*** The input ***
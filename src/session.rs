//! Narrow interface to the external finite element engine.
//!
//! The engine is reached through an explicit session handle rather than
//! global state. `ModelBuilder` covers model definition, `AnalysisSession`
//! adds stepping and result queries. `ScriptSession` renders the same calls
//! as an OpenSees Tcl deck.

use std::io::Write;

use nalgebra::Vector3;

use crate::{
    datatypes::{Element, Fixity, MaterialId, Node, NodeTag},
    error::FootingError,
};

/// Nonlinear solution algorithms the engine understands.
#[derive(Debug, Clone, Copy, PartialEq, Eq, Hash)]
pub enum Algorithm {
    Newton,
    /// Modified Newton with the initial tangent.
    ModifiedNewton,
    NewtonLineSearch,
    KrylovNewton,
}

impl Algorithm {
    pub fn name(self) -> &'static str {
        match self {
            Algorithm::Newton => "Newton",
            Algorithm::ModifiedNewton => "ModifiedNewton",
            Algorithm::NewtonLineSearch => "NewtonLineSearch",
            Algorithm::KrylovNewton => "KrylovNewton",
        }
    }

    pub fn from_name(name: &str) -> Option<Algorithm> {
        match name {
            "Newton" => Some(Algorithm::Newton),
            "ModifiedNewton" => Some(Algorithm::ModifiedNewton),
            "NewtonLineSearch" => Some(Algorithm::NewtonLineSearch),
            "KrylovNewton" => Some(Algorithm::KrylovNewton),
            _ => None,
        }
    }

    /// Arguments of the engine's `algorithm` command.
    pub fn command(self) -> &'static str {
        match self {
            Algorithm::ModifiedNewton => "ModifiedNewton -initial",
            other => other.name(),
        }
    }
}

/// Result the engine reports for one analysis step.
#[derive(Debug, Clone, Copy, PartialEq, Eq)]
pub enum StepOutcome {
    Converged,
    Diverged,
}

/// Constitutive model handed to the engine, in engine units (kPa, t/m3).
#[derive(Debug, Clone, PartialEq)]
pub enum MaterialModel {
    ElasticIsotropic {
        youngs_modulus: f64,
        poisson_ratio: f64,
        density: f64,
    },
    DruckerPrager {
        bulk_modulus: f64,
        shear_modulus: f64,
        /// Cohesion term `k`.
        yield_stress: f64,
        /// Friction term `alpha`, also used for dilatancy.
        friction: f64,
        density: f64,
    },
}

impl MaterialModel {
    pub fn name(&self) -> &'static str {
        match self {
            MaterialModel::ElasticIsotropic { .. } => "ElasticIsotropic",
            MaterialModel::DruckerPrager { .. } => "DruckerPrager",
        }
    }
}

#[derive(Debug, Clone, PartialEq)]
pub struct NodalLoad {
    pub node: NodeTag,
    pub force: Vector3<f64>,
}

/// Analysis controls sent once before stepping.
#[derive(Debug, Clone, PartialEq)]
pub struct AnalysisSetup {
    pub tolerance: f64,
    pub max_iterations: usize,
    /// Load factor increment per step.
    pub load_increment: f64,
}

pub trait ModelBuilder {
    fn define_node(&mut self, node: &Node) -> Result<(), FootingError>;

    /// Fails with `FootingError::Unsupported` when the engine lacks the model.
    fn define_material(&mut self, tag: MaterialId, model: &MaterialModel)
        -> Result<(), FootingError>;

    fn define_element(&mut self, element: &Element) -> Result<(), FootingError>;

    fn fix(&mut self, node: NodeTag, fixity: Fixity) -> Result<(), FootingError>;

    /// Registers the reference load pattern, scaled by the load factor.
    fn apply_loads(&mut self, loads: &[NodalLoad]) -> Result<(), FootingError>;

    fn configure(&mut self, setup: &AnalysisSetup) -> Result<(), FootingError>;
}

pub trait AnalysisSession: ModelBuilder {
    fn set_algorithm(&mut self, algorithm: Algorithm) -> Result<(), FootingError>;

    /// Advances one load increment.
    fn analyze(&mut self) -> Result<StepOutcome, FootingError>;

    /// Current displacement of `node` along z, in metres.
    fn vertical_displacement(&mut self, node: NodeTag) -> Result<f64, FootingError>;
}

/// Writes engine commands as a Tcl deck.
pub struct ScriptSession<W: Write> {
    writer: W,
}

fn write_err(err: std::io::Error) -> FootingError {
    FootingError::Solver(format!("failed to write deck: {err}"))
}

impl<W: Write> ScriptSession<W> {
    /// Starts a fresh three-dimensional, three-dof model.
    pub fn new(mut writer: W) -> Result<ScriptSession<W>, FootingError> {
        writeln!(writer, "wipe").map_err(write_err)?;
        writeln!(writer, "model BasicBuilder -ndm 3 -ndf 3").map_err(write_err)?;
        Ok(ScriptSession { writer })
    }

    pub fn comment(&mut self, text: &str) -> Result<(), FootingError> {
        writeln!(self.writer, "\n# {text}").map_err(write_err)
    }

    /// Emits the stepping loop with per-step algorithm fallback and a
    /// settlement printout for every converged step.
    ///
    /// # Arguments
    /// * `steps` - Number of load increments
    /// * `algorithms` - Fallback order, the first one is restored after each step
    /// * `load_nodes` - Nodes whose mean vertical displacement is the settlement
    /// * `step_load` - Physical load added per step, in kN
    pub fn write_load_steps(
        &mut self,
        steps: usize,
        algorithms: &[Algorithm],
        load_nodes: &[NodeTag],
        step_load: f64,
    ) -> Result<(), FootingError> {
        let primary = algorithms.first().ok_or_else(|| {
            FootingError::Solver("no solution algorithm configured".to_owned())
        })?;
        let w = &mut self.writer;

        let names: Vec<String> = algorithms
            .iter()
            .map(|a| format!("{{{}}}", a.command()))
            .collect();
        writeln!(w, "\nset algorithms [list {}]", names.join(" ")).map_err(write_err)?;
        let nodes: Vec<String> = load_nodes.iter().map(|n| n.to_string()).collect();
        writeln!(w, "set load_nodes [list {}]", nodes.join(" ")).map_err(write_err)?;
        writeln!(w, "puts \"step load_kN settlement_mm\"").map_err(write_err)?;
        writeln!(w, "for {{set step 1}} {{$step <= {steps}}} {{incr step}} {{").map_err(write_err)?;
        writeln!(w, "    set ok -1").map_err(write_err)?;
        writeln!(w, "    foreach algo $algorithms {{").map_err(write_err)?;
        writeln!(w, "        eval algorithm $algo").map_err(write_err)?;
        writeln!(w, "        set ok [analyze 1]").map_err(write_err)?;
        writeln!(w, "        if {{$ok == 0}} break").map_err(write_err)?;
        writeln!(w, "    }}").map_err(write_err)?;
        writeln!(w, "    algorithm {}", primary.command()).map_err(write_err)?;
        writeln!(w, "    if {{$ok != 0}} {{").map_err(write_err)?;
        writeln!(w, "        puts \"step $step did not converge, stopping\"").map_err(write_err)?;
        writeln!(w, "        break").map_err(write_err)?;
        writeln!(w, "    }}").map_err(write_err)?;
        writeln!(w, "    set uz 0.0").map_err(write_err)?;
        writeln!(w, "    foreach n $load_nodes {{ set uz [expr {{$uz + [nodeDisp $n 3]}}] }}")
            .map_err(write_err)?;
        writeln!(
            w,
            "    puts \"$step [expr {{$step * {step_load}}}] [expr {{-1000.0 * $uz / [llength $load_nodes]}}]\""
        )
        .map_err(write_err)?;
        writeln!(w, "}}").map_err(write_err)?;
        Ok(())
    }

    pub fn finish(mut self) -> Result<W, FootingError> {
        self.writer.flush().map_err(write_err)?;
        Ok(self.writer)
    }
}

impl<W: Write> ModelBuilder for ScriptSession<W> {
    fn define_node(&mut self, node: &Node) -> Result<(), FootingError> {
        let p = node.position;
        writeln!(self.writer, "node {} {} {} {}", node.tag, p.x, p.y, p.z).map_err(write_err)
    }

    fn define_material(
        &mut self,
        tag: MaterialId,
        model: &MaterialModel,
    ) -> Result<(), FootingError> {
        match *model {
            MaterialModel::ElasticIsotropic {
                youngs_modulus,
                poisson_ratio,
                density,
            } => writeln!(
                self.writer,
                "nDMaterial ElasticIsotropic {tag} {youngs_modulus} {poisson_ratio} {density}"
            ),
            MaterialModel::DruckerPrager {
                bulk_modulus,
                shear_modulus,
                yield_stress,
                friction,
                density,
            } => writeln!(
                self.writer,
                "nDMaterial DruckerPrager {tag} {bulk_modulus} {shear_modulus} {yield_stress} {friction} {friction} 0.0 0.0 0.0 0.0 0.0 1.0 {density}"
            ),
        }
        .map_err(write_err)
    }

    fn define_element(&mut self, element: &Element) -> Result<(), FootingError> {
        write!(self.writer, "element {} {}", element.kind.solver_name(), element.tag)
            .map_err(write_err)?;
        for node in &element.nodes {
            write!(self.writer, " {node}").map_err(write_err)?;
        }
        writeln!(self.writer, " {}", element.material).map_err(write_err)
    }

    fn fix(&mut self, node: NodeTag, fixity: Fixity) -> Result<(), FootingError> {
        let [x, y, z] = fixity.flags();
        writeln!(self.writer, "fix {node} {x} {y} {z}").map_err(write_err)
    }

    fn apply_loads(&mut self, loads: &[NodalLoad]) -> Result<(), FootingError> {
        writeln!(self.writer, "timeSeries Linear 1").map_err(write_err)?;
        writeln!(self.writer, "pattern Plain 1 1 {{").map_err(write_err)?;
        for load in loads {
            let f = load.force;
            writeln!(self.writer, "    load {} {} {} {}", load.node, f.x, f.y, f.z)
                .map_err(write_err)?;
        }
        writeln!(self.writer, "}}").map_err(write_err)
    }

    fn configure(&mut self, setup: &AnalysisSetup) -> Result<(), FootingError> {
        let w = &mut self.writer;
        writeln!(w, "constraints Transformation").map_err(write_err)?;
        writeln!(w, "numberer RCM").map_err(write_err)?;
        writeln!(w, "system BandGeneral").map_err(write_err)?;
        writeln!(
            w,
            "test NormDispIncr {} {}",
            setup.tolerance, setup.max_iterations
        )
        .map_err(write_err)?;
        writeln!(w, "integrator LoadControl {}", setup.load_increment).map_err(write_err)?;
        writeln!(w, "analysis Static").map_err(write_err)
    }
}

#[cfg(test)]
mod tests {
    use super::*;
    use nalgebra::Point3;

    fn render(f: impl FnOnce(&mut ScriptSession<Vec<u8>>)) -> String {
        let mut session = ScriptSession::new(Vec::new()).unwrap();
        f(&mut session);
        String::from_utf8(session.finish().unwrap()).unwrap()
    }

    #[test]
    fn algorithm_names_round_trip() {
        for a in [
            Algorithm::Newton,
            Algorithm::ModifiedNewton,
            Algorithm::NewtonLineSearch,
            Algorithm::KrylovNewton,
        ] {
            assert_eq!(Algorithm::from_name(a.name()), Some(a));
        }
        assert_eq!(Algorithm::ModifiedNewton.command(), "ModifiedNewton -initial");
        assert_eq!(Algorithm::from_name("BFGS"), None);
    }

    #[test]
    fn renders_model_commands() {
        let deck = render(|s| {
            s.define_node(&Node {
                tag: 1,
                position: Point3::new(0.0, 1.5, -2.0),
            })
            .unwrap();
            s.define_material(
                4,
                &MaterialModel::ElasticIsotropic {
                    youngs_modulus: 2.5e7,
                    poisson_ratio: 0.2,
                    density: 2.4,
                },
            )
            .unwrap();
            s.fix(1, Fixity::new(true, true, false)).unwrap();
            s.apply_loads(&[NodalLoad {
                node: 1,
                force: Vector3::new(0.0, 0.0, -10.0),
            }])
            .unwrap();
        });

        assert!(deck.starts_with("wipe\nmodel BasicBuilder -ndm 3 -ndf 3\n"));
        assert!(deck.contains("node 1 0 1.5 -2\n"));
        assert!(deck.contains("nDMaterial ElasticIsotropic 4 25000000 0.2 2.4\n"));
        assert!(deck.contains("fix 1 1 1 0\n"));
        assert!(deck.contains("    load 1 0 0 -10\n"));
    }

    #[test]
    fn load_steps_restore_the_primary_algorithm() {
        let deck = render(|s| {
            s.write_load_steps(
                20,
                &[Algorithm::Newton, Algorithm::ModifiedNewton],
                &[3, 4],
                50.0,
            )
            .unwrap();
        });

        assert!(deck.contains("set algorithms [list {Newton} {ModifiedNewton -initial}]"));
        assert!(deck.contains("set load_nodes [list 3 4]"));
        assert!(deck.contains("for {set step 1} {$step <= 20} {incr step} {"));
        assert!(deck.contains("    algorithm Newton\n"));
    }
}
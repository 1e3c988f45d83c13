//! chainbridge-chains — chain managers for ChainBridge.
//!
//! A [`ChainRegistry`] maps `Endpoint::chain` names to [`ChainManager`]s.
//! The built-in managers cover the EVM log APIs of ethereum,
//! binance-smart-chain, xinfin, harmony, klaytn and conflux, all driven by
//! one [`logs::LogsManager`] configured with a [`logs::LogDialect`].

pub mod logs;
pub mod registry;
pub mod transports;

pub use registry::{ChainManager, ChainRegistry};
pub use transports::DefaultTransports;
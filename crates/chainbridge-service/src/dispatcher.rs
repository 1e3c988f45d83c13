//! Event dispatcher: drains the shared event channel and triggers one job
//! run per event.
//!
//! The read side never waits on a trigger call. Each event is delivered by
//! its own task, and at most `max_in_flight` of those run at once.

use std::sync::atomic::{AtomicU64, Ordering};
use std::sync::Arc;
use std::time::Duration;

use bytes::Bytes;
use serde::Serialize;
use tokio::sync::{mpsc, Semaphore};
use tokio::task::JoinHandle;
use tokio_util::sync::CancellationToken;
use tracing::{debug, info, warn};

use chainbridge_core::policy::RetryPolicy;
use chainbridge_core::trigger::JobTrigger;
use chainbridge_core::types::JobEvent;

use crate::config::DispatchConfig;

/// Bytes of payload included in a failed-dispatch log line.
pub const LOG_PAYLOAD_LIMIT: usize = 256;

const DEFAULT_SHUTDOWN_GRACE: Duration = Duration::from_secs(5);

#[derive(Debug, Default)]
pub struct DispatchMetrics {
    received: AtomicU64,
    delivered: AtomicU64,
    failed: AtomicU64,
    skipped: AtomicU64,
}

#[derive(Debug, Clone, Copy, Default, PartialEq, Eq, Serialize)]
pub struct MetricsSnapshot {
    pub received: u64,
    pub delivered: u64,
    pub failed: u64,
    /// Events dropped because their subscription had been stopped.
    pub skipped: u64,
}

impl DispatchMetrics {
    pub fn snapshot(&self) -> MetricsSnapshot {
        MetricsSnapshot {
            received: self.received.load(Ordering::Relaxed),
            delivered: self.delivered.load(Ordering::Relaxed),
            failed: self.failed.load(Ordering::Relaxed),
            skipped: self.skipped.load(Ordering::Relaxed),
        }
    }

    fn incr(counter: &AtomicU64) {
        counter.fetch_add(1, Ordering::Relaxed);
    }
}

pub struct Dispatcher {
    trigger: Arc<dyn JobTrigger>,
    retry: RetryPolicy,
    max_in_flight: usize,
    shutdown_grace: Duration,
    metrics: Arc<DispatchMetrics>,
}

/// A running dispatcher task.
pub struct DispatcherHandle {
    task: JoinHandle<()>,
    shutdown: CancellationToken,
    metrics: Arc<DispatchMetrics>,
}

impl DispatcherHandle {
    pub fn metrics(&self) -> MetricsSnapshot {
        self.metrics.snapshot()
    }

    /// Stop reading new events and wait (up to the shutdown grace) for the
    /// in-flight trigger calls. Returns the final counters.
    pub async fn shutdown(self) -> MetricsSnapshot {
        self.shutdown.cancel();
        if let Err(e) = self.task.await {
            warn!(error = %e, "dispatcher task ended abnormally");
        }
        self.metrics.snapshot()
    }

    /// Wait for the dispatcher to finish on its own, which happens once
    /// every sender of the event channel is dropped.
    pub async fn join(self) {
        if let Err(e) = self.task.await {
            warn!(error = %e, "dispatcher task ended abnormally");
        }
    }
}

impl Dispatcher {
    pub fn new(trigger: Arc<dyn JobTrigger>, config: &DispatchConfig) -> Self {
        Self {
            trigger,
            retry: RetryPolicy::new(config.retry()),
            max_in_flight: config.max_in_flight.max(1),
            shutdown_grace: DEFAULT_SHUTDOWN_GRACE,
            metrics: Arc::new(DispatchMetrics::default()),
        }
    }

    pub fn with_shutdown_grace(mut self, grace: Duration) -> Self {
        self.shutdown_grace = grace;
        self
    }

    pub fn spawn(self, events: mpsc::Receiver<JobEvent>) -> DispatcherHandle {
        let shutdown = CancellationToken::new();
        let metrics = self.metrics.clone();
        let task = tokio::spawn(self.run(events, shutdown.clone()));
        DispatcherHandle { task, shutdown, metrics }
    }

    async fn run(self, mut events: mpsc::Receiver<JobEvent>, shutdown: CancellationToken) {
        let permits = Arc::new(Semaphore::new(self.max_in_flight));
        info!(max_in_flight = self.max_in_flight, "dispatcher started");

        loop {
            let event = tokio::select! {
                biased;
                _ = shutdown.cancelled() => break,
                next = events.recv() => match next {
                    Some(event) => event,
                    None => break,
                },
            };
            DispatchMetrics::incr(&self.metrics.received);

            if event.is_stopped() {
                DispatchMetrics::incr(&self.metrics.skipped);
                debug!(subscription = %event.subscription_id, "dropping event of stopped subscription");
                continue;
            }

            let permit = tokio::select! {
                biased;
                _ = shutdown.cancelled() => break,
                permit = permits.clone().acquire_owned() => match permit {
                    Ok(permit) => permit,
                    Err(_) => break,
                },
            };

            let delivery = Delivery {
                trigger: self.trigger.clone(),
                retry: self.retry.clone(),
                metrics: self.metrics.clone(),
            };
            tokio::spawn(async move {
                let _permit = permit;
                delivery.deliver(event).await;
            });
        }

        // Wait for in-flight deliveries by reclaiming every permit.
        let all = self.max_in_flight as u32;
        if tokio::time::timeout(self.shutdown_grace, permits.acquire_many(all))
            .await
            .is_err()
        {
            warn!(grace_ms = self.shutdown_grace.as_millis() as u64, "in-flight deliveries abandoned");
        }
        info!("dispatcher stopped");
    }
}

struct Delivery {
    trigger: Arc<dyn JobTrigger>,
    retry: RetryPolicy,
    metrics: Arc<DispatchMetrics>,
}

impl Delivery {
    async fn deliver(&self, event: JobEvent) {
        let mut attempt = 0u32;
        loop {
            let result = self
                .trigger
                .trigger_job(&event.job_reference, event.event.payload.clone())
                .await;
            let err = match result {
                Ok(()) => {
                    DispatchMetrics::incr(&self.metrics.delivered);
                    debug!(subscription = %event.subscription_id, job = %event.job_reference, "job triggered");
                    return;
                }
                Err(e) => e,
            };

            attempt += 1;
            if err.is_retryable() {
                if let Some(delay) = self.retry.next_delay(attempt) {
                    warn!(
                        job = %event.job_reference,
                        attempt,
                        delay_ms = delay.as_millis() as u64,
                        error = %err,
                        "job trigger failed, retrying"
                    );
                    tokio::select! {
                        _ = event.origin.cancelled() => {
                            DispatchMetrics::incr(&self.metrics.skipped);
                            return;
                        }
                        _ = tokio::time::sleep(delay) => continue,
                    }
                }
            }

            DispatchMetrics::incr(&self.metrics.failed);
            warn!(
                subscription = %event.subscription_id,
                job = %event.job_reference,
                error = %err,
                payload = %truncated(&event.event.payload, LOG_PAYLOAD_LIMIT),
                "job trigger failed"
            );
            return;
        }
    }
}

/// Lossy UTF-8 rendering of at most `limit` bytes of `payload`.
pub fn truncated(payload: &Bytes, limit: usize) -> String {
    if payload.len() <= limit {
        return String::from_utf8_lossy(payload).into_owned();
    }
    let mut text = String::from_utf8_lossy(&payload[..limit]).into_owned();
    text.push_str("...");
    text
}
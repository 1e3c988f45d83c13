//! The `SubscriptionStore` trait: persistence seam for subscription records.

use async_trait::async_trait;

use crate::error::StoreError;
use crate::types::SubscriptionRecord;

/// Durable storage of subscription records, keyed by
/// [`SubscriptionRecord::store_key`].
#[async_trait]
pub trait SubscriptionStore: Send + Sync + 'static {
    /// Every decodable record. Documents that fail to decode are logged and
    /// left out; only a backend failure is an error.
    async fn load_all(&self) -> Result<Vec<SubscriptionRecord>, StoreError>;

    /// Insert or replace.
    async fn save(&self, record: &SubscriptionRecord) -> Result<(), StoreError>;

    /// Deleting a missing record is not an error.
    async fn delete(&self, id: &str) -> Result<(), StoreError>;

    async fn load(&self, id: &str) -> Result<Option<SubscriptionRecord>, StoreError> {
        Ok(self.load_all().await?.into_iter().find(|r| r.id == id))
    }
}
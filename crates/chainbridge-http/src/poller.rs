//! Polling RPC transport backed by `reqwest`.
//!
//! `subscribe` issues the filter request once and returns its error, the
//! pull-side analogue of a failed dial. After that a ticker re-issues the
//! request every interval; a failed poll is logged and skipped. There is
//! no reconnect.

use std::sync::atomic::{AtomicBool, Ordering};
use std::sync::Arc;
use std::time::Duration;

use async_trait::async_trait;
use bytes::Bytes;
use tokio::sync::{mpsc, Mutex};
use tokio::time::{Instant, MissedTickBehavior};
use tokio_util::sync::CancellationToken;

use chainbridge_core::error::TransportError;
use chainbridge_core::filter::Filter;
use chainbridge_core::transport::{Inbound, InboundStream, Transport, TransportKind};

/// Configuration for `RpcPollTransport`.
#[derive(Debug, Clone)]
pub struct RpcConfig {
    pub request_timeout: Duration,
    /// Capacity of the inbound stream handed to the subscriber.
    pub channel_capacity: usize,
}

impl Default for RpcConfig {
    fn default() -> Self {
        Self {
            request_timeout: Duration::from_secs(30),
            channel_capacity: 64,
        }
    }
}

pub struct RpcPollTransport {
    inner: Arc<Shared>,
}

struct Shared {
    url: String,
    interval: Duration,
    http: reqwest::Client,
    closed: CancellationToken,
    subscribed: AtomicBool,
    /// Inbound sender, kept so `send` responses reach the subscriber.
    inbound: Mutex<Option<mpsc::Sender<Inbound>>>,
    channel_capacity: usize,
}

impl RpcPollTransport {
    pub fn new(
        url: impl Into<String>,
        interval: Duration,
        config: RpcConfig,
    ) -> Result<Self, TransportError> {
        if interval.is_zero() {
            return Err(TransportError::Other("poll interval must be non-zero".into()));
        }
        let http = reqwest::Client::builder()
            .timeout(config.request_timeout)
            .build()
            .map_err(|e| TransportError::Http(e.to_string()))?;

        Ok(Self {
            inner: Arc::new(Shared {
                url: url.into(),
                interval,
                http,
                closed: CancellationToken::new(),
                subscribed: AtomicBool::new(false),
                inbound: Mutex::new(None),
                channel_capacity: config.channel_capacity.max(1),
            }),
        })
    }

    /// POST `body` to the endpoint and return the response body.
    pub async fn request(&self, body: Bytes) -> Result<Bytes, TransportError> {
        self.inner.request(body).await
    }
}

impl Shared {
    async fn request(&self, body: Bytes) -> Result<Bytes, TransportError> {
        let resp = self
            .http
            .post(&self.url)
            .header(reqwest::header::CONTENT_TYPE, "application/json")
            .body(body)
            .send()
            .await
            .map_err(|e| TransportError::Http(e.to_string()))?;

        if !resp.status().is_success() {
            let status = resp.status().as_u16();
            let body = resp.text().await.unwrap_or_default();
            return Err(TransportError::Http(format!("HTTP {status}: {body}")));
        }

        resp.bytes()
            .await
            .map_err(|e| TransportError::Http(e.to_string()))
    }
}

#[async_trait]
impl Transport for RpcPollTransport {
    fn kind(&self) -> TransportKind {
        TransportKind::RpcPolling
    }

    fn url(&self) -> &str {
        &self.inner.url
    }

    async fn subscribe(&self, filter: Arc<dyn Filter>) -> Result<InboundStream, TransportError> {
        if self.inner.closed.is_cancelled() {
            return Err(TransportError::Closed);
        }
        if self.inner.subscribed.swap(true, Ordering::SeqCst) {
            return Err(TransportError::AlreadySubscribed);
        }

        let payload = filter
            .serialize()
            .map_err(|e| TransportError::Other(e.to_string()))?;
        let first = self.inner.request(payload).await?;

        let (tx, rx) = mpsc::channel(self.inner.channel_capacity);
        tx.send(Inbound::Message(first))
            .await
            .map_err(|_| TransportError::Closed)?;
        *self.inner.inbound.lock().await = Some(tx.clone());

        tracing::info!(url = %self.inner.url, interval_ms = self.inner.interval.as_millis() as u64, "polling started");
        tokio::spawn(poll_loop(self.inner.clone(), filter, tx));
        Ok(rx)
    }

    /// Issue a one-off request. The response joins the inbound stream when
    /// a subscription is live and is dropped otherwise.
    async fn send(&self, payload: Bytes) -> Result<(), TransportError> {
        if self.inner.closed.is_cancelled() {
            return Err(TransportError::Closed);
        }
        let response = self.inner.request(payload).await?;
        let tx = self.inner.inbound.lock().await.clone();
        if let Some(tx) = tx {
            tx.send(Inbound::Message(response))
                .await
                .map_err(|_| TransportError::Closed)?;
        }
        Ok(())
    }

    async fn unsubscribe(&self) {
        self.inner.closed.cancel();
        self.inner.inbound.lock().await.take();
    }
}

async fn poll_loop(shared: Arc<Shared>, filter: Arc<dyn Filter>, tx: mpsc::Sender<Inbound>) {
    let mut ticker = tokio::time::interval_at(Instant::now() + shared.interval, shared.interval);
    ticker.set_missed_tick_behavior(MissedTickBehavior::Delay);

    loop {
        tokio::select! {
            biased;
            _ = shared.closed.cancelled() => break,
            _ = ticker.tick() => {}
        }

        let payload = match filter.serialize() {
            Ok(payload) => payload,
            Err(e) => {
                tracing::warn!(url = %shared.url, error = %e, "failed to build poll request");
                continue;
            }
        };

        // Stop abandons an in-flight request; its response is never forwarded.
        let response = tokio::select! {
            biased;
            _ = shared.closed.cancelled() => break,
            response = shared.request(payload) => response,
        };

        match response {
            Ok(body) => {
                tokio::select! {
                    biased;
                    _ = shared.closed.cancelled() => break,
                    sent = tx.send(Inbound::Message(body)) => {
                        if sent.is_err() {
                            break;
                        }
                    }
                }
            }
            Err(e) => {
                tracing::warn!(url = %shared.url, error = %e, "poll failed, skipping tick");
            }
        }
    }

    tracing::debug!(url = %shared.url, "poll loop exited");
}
*** End of The input ***
▶ _Exercise instructions_:
Go through the records and count every line with the word "info"; the answer is the number alone.

▶ _Written reply_:
4